Saved entries:
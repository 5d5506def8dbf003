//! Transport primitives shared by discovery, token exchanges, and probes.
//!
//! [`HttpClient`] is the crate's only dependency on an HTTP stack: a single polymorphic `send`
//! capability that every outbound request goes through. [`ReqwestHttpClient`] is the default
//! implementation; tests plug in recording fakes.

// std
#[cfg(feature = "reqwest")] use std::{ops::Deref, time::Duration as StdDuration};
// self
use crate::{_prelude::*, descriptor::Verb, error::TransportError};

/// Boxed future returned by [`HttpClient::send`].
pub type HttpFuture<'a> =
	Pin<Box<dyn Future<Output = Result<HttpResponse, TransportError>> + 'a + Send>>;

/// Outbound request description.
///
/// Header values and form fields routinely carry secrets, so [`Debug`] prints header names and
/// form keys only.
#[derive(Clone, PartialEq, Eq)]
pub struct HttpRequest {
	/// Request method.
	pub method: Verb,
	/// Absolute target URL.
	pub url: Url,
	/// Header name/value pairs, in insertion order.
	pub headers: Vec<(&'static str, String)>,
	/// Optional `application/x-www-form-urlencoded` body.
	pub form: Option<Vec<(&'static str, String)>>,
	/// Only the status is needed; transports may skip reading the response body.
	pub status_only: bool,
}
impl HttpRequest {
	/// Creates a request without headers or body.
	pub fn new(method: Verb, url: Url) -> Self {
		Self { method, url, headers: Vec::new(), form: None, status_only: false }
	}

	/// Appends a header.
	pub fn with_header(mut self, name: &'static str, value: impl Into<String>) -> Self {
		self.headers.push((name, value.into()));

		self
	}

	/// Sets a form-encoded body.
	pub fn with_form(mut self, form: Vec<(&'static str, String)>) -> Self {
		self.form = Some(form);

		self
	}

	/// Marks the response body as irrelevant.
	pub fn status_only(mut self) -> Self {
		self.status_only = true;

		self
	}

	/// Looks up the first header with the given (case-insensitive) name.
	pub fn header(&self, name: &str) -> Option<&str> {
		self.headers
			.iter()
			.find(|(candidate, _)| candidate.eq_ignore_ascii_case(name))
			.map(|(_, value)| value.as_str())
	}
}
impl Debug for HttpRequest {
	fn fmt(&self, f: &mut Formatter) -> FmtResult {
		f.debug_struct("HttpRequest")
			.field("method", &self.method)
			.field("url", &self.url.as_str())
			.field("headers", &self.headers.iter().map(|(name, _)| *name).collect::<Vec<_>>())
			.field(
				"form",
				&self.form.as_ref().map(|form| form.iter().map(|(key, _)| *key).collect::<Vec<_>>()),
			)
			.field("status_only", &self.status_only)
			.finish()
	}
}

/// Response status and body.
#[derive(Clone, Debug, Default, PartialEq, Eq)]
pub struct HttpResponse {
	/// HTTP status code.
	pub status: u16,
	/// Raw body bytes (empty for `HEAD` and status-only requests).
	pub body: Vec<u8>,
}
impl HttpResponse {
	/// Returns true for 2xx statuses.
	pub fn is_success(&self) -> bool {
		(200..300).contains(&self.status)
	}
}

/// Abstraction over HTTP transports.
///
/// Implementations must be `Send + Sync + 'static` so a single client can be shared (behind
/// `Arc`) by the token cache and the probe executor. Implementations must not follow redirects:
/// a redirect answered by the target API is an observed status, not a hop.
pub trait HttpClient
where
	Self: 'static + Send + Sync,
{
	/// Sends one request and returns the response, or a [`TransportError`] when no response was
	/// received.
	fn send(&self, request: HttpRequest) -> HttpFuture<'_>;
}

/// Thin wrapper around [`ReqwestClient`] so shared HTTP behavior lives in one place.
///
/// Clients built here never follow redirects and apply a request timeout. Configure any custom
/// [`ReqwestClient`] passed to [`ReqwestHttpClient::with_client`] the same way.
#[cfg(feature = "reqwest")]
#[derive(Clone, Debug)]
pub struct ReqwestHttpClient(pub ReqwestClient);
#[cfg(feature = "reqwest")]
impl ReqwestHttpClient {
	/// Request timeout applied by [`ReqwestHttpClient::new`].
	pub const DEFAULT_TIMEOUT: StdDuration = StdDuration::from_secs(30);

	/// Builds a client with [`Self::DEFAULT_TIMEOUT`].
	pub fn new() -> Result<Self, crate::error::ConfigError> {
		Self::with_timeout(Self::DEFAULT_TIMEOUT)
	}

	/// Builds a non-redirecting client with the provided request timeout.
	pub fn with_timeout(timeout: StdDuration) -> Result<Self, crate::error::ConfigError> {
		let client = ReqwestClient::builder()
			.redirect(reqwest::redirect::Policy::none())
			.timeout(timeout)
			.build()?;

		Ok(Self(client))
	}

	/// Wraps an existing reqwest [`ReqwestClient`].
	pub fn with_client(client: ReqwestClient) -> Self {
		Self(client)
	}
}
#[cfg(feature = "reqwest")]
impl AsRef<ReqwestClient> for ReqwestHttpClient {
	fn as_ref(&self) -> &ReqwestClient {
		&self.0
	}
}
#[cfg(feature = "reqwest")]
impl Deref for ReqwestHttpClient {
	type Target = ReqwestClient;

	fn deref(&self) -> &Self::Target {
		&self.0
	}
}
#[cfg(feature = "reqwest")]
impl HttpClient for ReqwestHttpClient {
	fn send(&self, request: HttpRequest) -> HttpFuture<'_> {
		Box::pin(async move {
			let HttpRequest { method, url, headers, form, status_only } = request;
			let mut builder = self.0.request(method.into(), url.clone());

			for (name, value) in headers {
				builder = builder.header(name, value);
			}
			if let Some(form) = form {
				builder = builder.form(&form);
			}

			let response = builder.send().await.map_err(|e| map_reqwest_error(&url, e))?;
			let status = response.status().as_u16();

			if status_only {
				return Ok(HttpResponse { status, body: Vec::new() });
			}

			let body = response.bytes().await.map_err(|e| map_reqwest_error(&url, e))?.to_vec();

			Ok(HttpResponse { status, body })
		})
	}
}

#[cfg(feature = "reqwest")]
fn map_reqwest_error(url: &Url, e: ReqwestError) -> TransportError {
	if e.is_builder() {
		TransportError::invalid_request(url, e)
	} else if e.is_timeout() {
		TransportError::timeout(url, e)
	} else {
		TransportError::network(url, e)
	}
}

Requirement: Filter the records above and copy every line that contains the word "StdDuration".

Exercise result:
#[cfg(feature = "reqwest")] use std::{ops::Deref, time::Duration as StdDuration};
	pub const DEFAULT_TIMEOUT: StdDuration = StdDuration::from_secs(30);
	pub fn with_timeout(timeout: StdDuration) -> Result<Self, crate::error::ConfigError> {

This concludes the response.